27 апреля 1930 года Эренбург писал в Москву писателю Владимиру Лидину: «Я все еще работаю, но неизвестно зачем. У нас меня не печатают. Нет ни любви, ни денег. Года же проходят, и все начинает основательно надоедать. Выстрел Маяковского я пережил очень тяжело, даже вне вопроса о нем»[368].

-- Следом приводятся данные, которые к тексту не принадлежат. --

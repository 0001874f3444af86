//! Offline resource cache for a browser-hosted application.
//!
//! The crate intercepts resource requests, answers them from a versioned
//! store when it can, and keeps that store populated and pruned so the
//! application keeps working without a network.
//!
//! - [`request`]: turns a request into a cache identifier and origin class
//! - [`store`]: named version stores ([`MemoryRegistry`], [`FsRegistry`])
//! - [`installer`]: fills the current store from the [`AssetManifest`]
//! - [`pruner`]: deletes superseded stores on activation
//! - [`engine`]: the per-request cache-first / network-first policy
//! - [`control`]: `SKIP_WAITING` / `GET_CACHE_SIZE` commands
//! - [`worker`]: lifecycle state and event dispatch for a host
//!
//! # Example
//!
//! ```no_run
//! use offcache_core::{Engine, EngineConfig, Event, HttpTransport, MemoryRegistry, Url, Worker};
//!
//! # async fn example() -> anyhow::Result<()> {
//! let config = EngineConfig::new(Url::parse("https://app.example/")?, "1.0.0")?;
//! let engine = Engine::new(config, MemoryRegistry::new(), HttpTransport::new()?);
//! let worker = Worker::new(engine);
//!
//! worker.dispatch(Event::Install).await?;
//! worker.dispatch(Event::Activate).await?;
//! # Ok(())
//! # }
//! ```

pub mod config;
pub mod control;
pub mod engine;
pub mod error;
pub mod installer;
pub mod manifest;
pub mod pruner;
pub mod request;
pub mod response;
pub mod store;
pub mod tasks;
pub mod transport;
pub mod worker;

pub use config::{EngineConfig, PruneScope};
pub use control::{ControlMessage, ReplyPort, SizeReply};
pub use engine::{Engine, FetchOutcome};
pub use error::{ConfigError, InstallError, LifecycleError, StoreError, TransportError};
pub use installer::InstallReport;
pub use manifest::AssetManifest;
pub use request::{Identifier, OriginClass, ResourceRequest};
pub use response::{Response, ResponseSource, StoredResponse};
pub use store::{FsRegistry, MemoryRegistry, StoreRegistry, VersionStore};
pub use transport::{HttpTransport, Transport};
pub use url::Url;
pub use worker::{ActivationReport, Envelope, Event, EventOutcome, LifecycleState, Worker};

25 января 1931 года, накануне своего сорокалетия, Эренбург повторит эти мысли в письме близкому человеку, вспомнив предсмертные слова Маяковского «любовная лодка разбилась о быт»:

«Был в Берлине, Чехии, Швейцарии. Европа мрачна и непонятна. Все ее жесты напоминают жесты тривиального самоубийцы у тебя должны быть другие резоны на пессимизм, другие, но тоже пристойные <…>. Словом, пишу, хоть, между нами говоря, я перестал верить в нужность нашего дела, оно превращается в манию и даже в маниачество. Однако я все еще работаю — иначе нельзя, а если нет под рукой „любовной лодки“, то и не тянет на простейший конец. Мне обидно, что ты не могла прочесть моих последних книг (запрещенных или изуродованных в СССР. — Б.Ф.), они бы тебе сказали, наверное, больше обо мне, чем эти нескладные ламентации. Объективно говоря, это попросту ликвидация переходного и заранее обреченного поколения. Но совместить историю с собой, с котлетами, тоской и прочим — дело нелегкое…»[369].

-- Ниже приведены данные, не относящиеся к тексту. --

//! Durable registry on the local filesystem.
//!
//! # Layout
//!
//! ```text
//! {root}/
//!   {store-name}/
//!     {sha256(identifier)}.json   # status, headers, base64 body, stored_at
//! ```
//!
//! Entries are written to a uniquely named temp file and renamed into place,
//! so readers only ever see a complete entry.

use std::io::ErrorKind;
use std::path::{Path, PathBuf};

use async_trait::async_trait;
use base64::engine::general_purpose::STANDARD as BASE64;
use base64::Engine as _;
use chrono::{DateTime, Utc};
use serde::{Deserialize, Serialize};
use sha2::{Digest, Sha256};
use tokio::fs;
use tracing::debug;

use super::{StoreRegistry, VersionStore};
use crate::error::{StoreError, StoreResult};
use crate::request::Identifier;
use crate::response::StoredResponse;

const ENTRY_EXTENSION: &str = "json";

#[derive(Debug, Serialize, Deserialize)]
struct EntryRecord {
    identifier: Identifier,
    status: u16,
    headers: Vec<(String, String)>,
    body: String,
    stored_at: DateTime<Utc>,
}

impl EntryRecord {
    fn from_stored(response: &StoredResponse) -> Self {
        Self {
            identifier: response.identifier.clone(),
            status: response.status,
            headers: response.headers.clone(),
            body: BASE64.encode(&response.body),
            stored_at: response.stored_at,
        }
    }

    fn into_stored(self) -> StoreResult<StoredResponse> {
        let body = BASE64.decode(&self.body).map_err(|e| StoreError::Corrupt {
            identifier: self.identifier.to_string(),
            message: format!("invalid body encoding: {}", e),
        })?;
        Ok(StoredResponse {
            identifier: self.identifier,
            status: self.status,
            headers: self.headers,
            body,
            stored_at: self.stored_at,
        })
    }
}

/// Directory names keep `[A-Za-z0-9._-]` and percent-encode everything else.
fn encode_store_name(name: &str) -> String {
    let mut out = String::with_capacity(name.len());
    for byte in name.bytes() {
        match byte {
            b'A'..=b'Z' | b'a'..=b'z' | b'0'..=b'9' | b'-' | b'_' => out.push(byte as char),
            b'.' if !out.is_empty() => out.push('.'),
            _ => out.push_str(&format!("%{:02X}", byte)),
        }
    }
    out
}

/// Inverse of [`encode_store_name`]. Directory names that encoding could not
/// have produced are rejected, so every listed name maps back to its own
/// directory.
fn decode_store_name(dir_name: &str) -> Option<String> {
    let name = percent_decode(dir_name)?;
    (encode_store_name(&name) == dir_name).then_some(name)
}

fn percent_decode(dir_name: &str) -> Option<String> {
    let bytes = dir_name.as_bytes();
    let mut out = Vec::with_capacity(bytes.len());
    let mut i = 0;
    while i < bytes.len() {
        if bytes[i] == b'%' {
            let hex = dir_name.get(i + 1..i + 3)?;
            out.push(u8::from_str_radix(hex, 16).ok()?);
            i += 3;
        } else {
            out.push(bytes[i]);
            i += 1;
        }
    }
    String::from_utf8(out).ok()
}

fn entry_file_name(identifier: &Identifier) -> String {
    let digest = Sha256::digest(identifier.as_str().as_bytes());
    format!("{}.{}", hex::encode(digest), ENTRY_EXTENSION)
}

fn is_entry_file(path: &Path) -> bool {
    path.extension().and_then(|e| e.to_str()) == Some(ENTRY_EXTENSION)
}

fn map_io(e: std::io::Error) -> StoreError {
    let unavailable = matches!(
        e.kind(),
        ErrorKind::PermissionDenied
            | ErrorKind::StorageFull
            | ErrorKind::FilesystemQuotaExceeded
            | ErrorKind::ReadOnlyFilesystem
    );
    if unavailable {
        StoreError::Unavailable {
            message: e.to_string(),
        }
    } else {
        StoreError::Io(e)
    }
}

async fn write_atomic(path: &Path, content: &[u8]) -> StoreResult<()> {
    // Unique temp name so concurrent writers of one identifier never share a file
    let temp_path = path.with_extension(format!("{:016x}.tmp", rand::random::<u64>()));

    if let Err(e) = fs::write(&temp_path, content).await {
        let _ = fs::remove_file(&temp_path).await;
        return Err(map_io(e));
    }
    if let Err(e) = fs::rename(&temp_path, path).await {
        let _ = fs::remove_file(&temp_path).await;
        return Err(map_io(e));
    }
    Ok(())
}

/// Registry rooted at a directory. Clones share the same root.
#[derive(Debug, Clone)]
pub struct FsRegistry {
    root: PathBuf,
}

impl FsRegistry {
    pub fn new(root: impl Into<PathBuf>) -> Self {
        Self { root: root.into() }
    }

    pub fn root(&self) -> &Path {
        &self.root
    }

    fn store_dir(&self, name: &str) -> PathBuf {
        self.root.join(encode_store_name(name))
    }
}

#[derive(Debug, Clone)]
pub struct FsStore {
    name: String,
    dir: PathBuf,
}

impl FsStore {
    fn entry_path(&self, identifier: &Identifier) -> PathBuf {
        self.dir.join(entry_file_name(identifier))
    }

    async fn entry_paths(&self) -> StoreResult<Vec<PathBuf>> {
        let mut paths = Vec::new();
        let mut dir = match fs::read_dir(&self.dir).await {
            Ok(dir) => dir,
            Err(e) if e.kind() == ErrorKind::NotFound => return Ok(paths),
            Err(e) => return Err(map_io(e)),
        };
        while let Some(entry) = dir.next_entry().await.map_err(map_io)? {
            let path = entry.path();
            if is_entry_file(&path) {
                paths.push(path);
            }
        }
        Ok(paths)
    }

    async fn read_record(&self, path: &Path) -> StoreResult<Option<EntryRecord>> {
        let contents = match fs::read(path).await {
            Ok(contents) => contents,
            Err(e) if e.kind() == ErrorKind::NotFound => return Ok(None),
            Err(e) => return Err(map_io(e)),
        };
        let record: EntryRecord =
            serde_json::from_slice(&contents).map_err(|e| StoreError::Corrupt {
                identifier: path.display().to_string(),
                message: e.to_string(),
            })?;
        Ok(Some(record))
    }
}

#[async_trait]
impl StoreRegistry for FsRegistry {
    type Store = FsStore;

    async fn open(&self, name: &str) -> StoreResult<FsStore> {
        let dir = self.store_dir(name);
        fs::create_dir_all(&dir).await.map_err(map_io)?;
        Ok(FsStore {
            name: name.to_string(),
            dir,
        })
    }

    async fn list_names(&self) -> StoreResult<Vec<String>> {
        let mut names = Vec::new();
        let mut dir = match fs::read_dir(&self.root).await {
            Ok(dir) => dir,
            Err(e) if e.kind() == ErrorKind::NotFound => return Ok(names),
            Err(e) => return Err(map_io(e)),
        };
        while let Some(entry) = dir.next_entry().await.map_err(map_io)? {
            if !entry.file_type().await.map_err(map_io)?.is_dir() {
                continue;
            }
            let dir_name = entry.file_name();
            match dir_name.to_str().and_then(decode_store_name) {
                Some(name) => names.push(name),
                None => debug!(dir = ?dir_name, "Skipping directory that is not a store"),
            }
        }
        names.sort();
        Ok(names)
    }

    async fn delete(&self, name: &str) -> StoreResult<bool> {
        match fs::remove_dir_all(self.store_dir(name)).await {
            Ok(()) => Ok(true),
            Err(e) if e.kind() == ErrorKind::NotFound => Ok(false),
            Err(e) => Err(map_io(e)),
        }
    }
}

#[async_trait]
impl VersionStore for FsStore {
    fn name(&self) -> &str {
        &self.name
    }

    async fn get(&self, identifier: &Identifier) -> StoreResult<Option<StoredResponse>> {
        match self.read_record(&self.entry_path(identifier)).await? {
            Some(record) => record.into_stored().map(Some),
            None => Ok(None),
        }
    }

    async fn put(&self, response: StoredResponse) -> StoreResult<()> {
        let record = EntryRecord::from_stored(&response);
        let contents = serde_json::to_vec(&record).map_err(|e| StoreError::Corrupt {
            identifier: response.identifier.to_string(),
            message: e.to_string(),
        })?;
        // The store may have been pruned since it was opened
        fs::create_dir_all(&self.dir).await.map_err(map_io)?;
        write_atomic(&self.entry_path(&response.identifier), &contents).await?;
        debug!(store = %self.name, identifier = %response.identifier, "Stored entry");
        Ok(())
    }

    async fn keys(&self) -> StoreResult<Vec<Identifier>> {
        let mut keys = Vec::new();
        for path in self.entry_paths().await? {
            if let Some(record) = self.read_record(&path).await? {
                keys.push(record.identifier);
            }
        }
        keys.sort();
        Ok(keys)
    }

    async fn len(&self) -> StoreResult<usize> {
        Ok(self.entry_paths().await?.len())
    }
}

#[cfg(test)]
mod tests {
    use super::*;

    #[test]
    fn test_store_name_encoding_round_trips() {
        for name in ["offcache-v1.2.0", "app v2", "../escape", "café"] {
            let encoded = encode_store_name(name);
            assert!(!encoded.contains('/'));
            assert!(!encoded.starts_with('.'));
            assert_eq!(decode_store_name(&encoded).as_deref(), Some(name));
        }
    }

    #[test]
    fn test_foreign_directory_names_are_not_stores() {
        for dir_name in [".old", "cache~old", "app%2fv1", "app%2", "%zz"] {
            assert_eq!(decode_store_name(dir_name), None, "{dir_name}");
        }
    }

    #[test]
    fn test_storage_exhaustion_is_unavailable() {
        for kind in [
            ErrorKind::PermissionDenied,
            ErrorKind::StorageFull,
            ErrorKind::ReadOnlyFilesystem,
        ] {
            let err = map_io(std::io::Error::from(kind));
            assert!(matches!(err, StoreError::Unavailable { .. }), "{kind:?}");
        }
        assert!(matches!(
            map_io(std::io::Error::from(ErrorKind::InvalidData)),
            StoreError::Io(_)
        ));
    }

    #[test]
    fn test_plain_names_are_unchanged() {
        assert_eq!(encode_store_name("offcache-v1.2.0"), "offcache-v1.2.0");
    }

    #[test]
    fn test_entry_file_name_is_stable() {
        let a = entry_file_name(&Identifier::new("/index.html"));
        let b = entry_file_name(&Identifier::new("/index.html"));
        assert_eq!(a, b);
        assert!(a.ends_with(".json"));
        assert_ne!(a, entry_file_name(&Identifier::new("/other.html")));
    }
}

По исповедальности это письмо — редкое для Эренбурга (с конца 1920-х годов его письма друзьям становятся скорее деловыми, сухими, в них писатель редко приоткрывается). Упоминание «любовной лодки» (выражение из предсмертного письма Маяковского) здесь не случайно. Выстрел, прогремевший в Москве 14 апреля 1930 года, Эренбург переживал действительно тяжело, и не только как потерю большого поэта, чьи ранние вещи он ценил очень высоко. Выстрел Маяковского не поставил точку в том споре, который в 1920-е годы вел с поэтом Эренбург, считавший, что присяга идее, превратившаяся в присягу идеологизированному государству, убивает художника. Маяковский, искренне веривший в социальную утопию большевизма, в целебность для России большевистского государства, в свою очередь, не принимал эренбурговской небрежной независимости, тона его книг, его издевок, его фронды. «Любовная лодка» была лишь составляющей трагедии Маяковского, и Эренбург, наверное, это понимал. Впоследствии он стал писать о трагедии Маяковского как о подвиге самоотречения, однако полный отказ от прав искусства (а в этом, собственно, и состоял «подвиг» Маяковского) оставался для него неприемлемым. Урок Маяковского, вполне амбивалентные восхищение им и неприятие его были важным мотивом раздумий Эренбурга о предназначении художника в эпоху советского социализма.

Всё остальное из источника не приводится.